Sulla vicenda che in questi giorni ha visto coinvolto il sacerdote Mario Martorina, ho letto vari commenti che mi hanno lasciato molto perplesso, perché, come sempre accade, assumono il volto di processi mediatici. I commenti hanno stigmatizzato il gesto di monetine rifiutate(giudicato, giustamente, non evangelico), del presbitero, il quale ha avuto l’umiltà di scusarsi, ma coloro che hanno scritto commenti, si sono chiesti se i pensieri e le parole da loro espressi e scritti sono stati mossi da sentimenti evangelici? Credo che di fronte a tutto quello che è accaduto e si è detto e scritto, valga solo quanto annunciato da Gesù: “Chi è senza peccato, scagli la prima pietra!”. Questo insegnamento evangelico è, per Gesù, la norma che deve guidare ogni azione ed ogni pensiero di chi professa la fede cristiana: vescovi, sacerdoti, fedeli laici, genitori, giovani, bambini, comunità religiose ed ecclesiali e, perché no, anche di coloro diversamente ispirati. Fatta questa premessa, desidero fare una riflessione su una virtù umana e cristiana spesso trascurata, ossia la Temperanza.
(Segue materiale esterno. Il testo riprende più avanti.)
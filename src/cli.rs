use clap::{Parser, Subcommand};

#[derive(Parser, Debug)]
#[command(version, about = "application launch supervisor")]
pub struct Args {
    /// Sub‑commands (serve, watch)
    #[command(subcommand)]
    pub sub: Option<Cmd>,
}

#[derive(Subcommand, Debug)]
pub enum Cmd {
    /// Answer JSON requests on stdin/stdout (default if no sub‑command)
    Serve {
        /// Path to configuration file
        #[arg(long, short = 'c')]
        config: Option<String>,

        /// Monitor sweep interval in milliseconds (overrides the config file)
        #[arg(long)]
        interval_ms: Option<u64>,
    },
    /// Launch one command and wait for it (Exit 0 = completed, 1 = crashed or failed)
    Watch {
        /// Path to configuration file
        #[arg(long, short = 'c')]
        config: Option<String>,

        /// Monitor sweep interval in milliseconds (overrides the config file)
        #[arg(long)]
        interval_ms: Option<u64>,

        /// Id to track the launch under
        app_id: String,

        /// Executable followed by its arguments. The executable path may
        /// contain spaces; arguments are split on whitespace.
        #[arg(required = true, trailing_var_arg = true, allow_hyphen_values = true)]
        command: Vec<String>,
    },
}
Il termine in sé ci riporta al verbo “temperare”, che significa disporre bene qualcosa per il suo uso: temperare, ad esempio, una matita è disporla in tutte le sue parti così da poterla usare bene.
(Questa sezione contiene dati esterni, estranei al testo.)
// =============================================================================
// Order Tracker — submission retries, timeout reaping, settlement cleanup
// =============================================================================
//
// Owns the lifecycle of every order the execution engine submits: retry with
// linear backoff on submission failure, a periodic monitor loop (grounded on
// the exit monitor's `tokio::time::interval` scan-and-mutate shape) that
// times out orders past their deadline and best-effort cancels them
// remotely, and reaps terminal orders some time after they settle so the map
// doesn't grow unbounded across a long session. All map mutations go through
// one lock so a timeout and an incoming fill notification can never race.
// =============================================================================

use std::collections::HashMap;
use std::sync::Arc;
use std::time::Duration;

use async_trait::async_trait;
use chrono::{DateTime, Utc};
use parking_lot::RwLock;
use tokio::time::interval;
use tracing::{debug, error, info, warn};

use crate::error::{EngineError, EngineResult};
use crate::model::{OrderStatus, Side, TrackedOrder};

/// How long a terminal order stays in the map after settling, for dashboard
/// visibility, before being reaped.
const REAP_AFTER: Duration = Duration::from_secs(300);

/// Submission/cancellation surface the tracker needs from the exchange
/// client. Kept as a trait here (rather than depending on `exchange::Client`
/// directly) so the tracker can be unit tested against a stub.
#[async_trait]
pub trait OrderSubmitter: Send + Sync {
    async fn submit_order(&self, symbol: &str, side: Side, qty: f64, order_type: &str, trade_side: &str) -> EngineResult<String>;
    async fn cancel_order(&self, symbol: &str, client_id: &str) -> EngineResult<()>;
}

pub struct OrderTrackerConfig {
    pub max_retries: u32,
    pub retry_backoff: Duration,
    pub order_timeout: Duration,
    /// Interval at which the monitor loop scans for timed-out/reapable orders.
    pub status_check_interval: Duration,
}

impl Default for OrderTrackerConfig {
    fn default() -> Self {
        Self { max_retries: 3, retry_backoff: Duration::from_millis(500), order_timeout: Duration::from_secs(30), status_check_interval: Duration::from_secs(5) }
    }
}

pub struct OrderTracker {
    orders: RwLock<HashMap<String, TrackedOrder>>,
    config: OrderTrackerConfig,
}

impl OrderTracker {
    pub fn new(config: OrderTrackerConfig) -> Self {
        Self { orders: RwLock::new(HashMap::new()), config }
    }

    /// Submit an order with linear-backoff retry, registering a
    /// `TrackedOrder` once a client id comes back from the exchange.
    pub async fn submit<S: OrderSubmitter>(&self, submitter: &S, symbol: &str, side: Side, qty: f64, order_type: &str, trade_side: &str) -> EngineResult<String> {
        let mut attempt = 0u32;
        loop {
            match submitter.submit_order(symbol, side, qty, order_type, trade_side).await {
                Ok(client_id) => {
                    let now = Utc::now();
                    let order = TrackedOrder {
                        client_id: client_id.clone(),
                        symbol: symbol.to_string(),
                        side,
                        qty,
                        order_type: order_type.to_string(),
                        status: OrderStatus::Pending,
                        submitted_at: now,
                        timeout_at: now + chrono::Duration::from_std(self.config.order_timeout).unwrap_or_default(),
                        retry_count: attempt,
                        last_error: None,
                        settled_at: None,
                    };
                    info!(client_id = %client_id, symbol, %side, qty, attempt, "order submitted");
                    self.orders.write().insert(client_id.clone(), order);
                    metrics::counter!(crate::metrics::names::ORDERS_SUBMITTED_TOTAL).increment(1);
                    return Ok(client_id);
                }
                Err(e) => {
                    attempt += 1;
                    warn!(symbol, attempt, error = %e, "order submission failed");
                    if attempt > self.config.max_retries {
                        error!(symbol, attempts = attempt, "order submission exhausted retries");
                        metrics::counter!(crate::metrics::names::ORDERS_FAILED_TOTAL).increment(1);
                        return Err(e);
                    }
                    tokio::time::sleep(self.config.retry_backoff * attempt).await;
                }
            }
        }
    }

    /// Mark an order filled (or otherwise settled) by client id.
    pub fn mark_settled(&self, client_id: &str, status: OrderStatus) {
        let mut orders = self.orders.write();
        if let Some(order) = orders.get_mut(client_id) {
            order.status = status;
            order.settled_at = Some(Utc::now());
            debug!(client_id, %status, "order settled");
        }
    }

    pub fn get(&self, client_id: &str) -> Option<TrackedOrder> {
        self.orders.read().get(client_id).cloned()
    }

    pub fn pending_count(&self) -> usize {
        self.orders.read().values().filter(|o| !o.status.is_terminal()).count()
    }

    pub fn snapshot(&self) -> Vec<TrackedOrder> {
        self.orders.read().values().cloned().collect()
    }

    /// One scan: time out pending orders whose deadline has passed (best
    /// effort remote cancel) and reap terminal orders old enough to drop.
    async fn scan_once<S: OrderSubmitter>(&self, submitter: &S) {
        let now = Utc::now();

        let to_timeout: Vec<(String, String)> = {
            let orders = self.orders.read();
            orders
                .values()
                .filter(|o| o.status == OrderStatus::Pending && o.timeout_at <= now)
                .map(|o| (o.client_id.clone(), o.symbol.clone()))
                .collect()
        };

        for (client_id, symbol) in to_timeout {
            if let Err(e) = submitter.cancel_order(&symbol, &client_id).await {
                warn!(client_id, symbol, error = %e, "best-effort cancel on timeout failed");
            }
            let mut orders = self.orders.write();
            if let Some(order) = orders.get_mut(&client_id) {
                if order.status == OrderStatus::Pending {
                    order.status = OrderStatus::Timeout;
                    order.settled_at = Some(now);
                    warn!(client_id, symbol, "order timed out — cancelled");
                    metrics::counter!(crate::metrics::names::ORDERS_TIMED_OUT_TOTAL).increment(1);
                }
            }
        }

        let to_reap: Vec<String> = {
            let orders = self.orders.read();
            orders
                .values()
                .filter(|o| o.status.is_terminal())
                .filter(|o| o.settled_at.map(|t| now.signed_duration_since(t).to_std().unwrap_or_default() >= REAP_AFTER).unwrap_or(false))
                .map(|o| o.client_id.clone())
                .collect()
        };

        if !to_reap.is_empty() {
            let mut orders = self.orders.write();
            for client_id in &to_reap {
                orders.remove(client_id);
            }
            debug!(count = to_reap.len(), "reaped settled orders");
        }
    }

    /// Run the monitor loop forever. Spawn once at engine startup.
    pub async fn run_monitor<S: OrderSubmitter>(self: Arc<Self>, submitter: Arc<S>, shutdown: tokio_util::sync::CancellationToken) {
        info!(interval = ?self.config.status_check_interval, "order tracker monitor started");
        let mut ticker = interval(self.config.status_check_interval);
        loop {
            tokio::select! {
                _ = ticker.tick() => {
                    self.scan_once(submitter.as_ref()).await;
                }
                _ = shutdown.cancelled() => {
                    info!("order tracker monitor shutting down");
                    break;
                }
            }
        }
    }
}

fn _assert_send_sync() {
    fn check<T: Send + Sync>() {}
    check::<OrderTracker>();
}

#[cfg(test)]
mod tests {
    use super::*;
    use std::sync::atomic::{AtomicU32, Ordering};

    struct FlakySubmitter {
        fail_times: AtomicU32,
        cancels: AtomicU32,
    }

    #[async_trait]
    impl OrderSubmitter for FlakySubmitter {
        async fn submit_order(&self, _symbol: &str, _side: Side, _qty: f64, _order_type: &str, _trade_side: &str) -> EngineResult<String> {
            if self.fail_times.load(Ordering::SeqCst) > 0 {
                self.fail_times.fetch_sub(1, Ordering::SeqCst);
                return Err(EngineError::ConnectionLost("boom".into()));
            }
            Ok(uuid::Uuid::new_v4().to_string())
        }

        async fn cancel_order(&self, _symbol: &str, _client_id: &str) -> EngineResult<()> {
            self.cancels.fetch_add(1, Ordering::SeqCst);
            Ok(())
        }
    }

    #[tokio::test]
    async fn submit_retries_then_succeeds() {
        let tracker = OrderTracker::new(OrderTrackerConfig { retry_backoff: Duration::from_millis(1), ..Default::default() });
        let submitter = FlakySubmitter { fail_times: AtomicU32::new(2), cancels: AtomicU32::new(0) };
        let id = tracker.submit(&submitter, "BTCUSDT", Side::Long, 1.0, "market", "OPEN").await.unwrap();
        assert!(tracker.get(&id).is_some());
    }

    #[tokio::test]
    async fn submit_exhausts_retries_and_fails() {
        let tracker = OrderTracker::new(OrderTrackerConfig { max_retries: 2, retry_backoff: Duration::from_millis(1), ..Default::default() });
        let submitter = FlakySubmitter { fail_times: AtomicU32::new(10), cancels: AtomicU32::new(0) };
        let result = tracker.submit(&submitter, "BTCUSDT", Side::Long, 1.0, "market", "OPEN").await;
        assert!(result.is_err());
    }

    #[tokio::test]
    async fn scan_times_out_stale_pending_order() {
        let tracker = OrderTracker::new(OrderTrackerConfig { order_timeout: Duration::from_millis(1), ..Default::default() });
        let submitter = FlakySubmitter { fail_times: AtomicU32::new(0), cancels: AtomicU32::new(0) };
        let id = tracker.submit(&submitter, "BTCUSDT", Side::Long, 1.0, "market", "OPEN").await.unwrap();
        tokio::time::sleep(Duration::from_millis(5)).await;
        tracker.scan_once(&submitter).await;
        let order = tracker.get(&id).unwrap();
        assert_eq!(order.status, OrderStatus::Timeout);
        assert_eq!(submitter.cancels.load(Ordering::SeqCst), 1);
    }

    #[tokio::test]
    async fn mark_settled_updates_status() {
        let tracker = OrderTracker::new(OrderTrackerConfig::default());
        let submitter = FlakySubmitter { fail_times: AtomicU32::new(0), cancels: AtomicU32::new(0) };
        let id = tracker.submit(&submitter, "ETHUSDT", Side::Short, 2.0, "market", "OPEN").await.unwrap();
        tracker.mark_settled(&id, OrderStatus::Filled);
        assert_eq!(tracker.get(&id).unwrap().status, OrderStatus::Filled);
        assert_eq!(tracker.pending_count(), 0);
    }
}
“Tempera” o “tempra” è quel trattamento termico a cui si sottopongono le leghe metalliche o i cristalli, affinché abbiano una resistenza maggiore. A livello umano si parla anche di “temperamento”, che è la mescolanza delle doti di un individuo; si parla infatti di buono o di cattivo “temperamento”. Quando si fa riferimento al clima, spesso si dice che è “temperato”, ed esso è proprio delle regioni nelle quali il freddo e il caldo si accordano tra loro. Da qui comprendiamo il senso generale del termine “temperanza”, che è appunto la capacità di soddisfare con equilibrio e moderazione i propri istinti e desideri. Alla temperanza sono allora collegate molte altre virtù più facili da capire: dominio di sé, ordine e misura, armonia, equilibrio, autocontrollo; tutti atteggiamenti assai importanti.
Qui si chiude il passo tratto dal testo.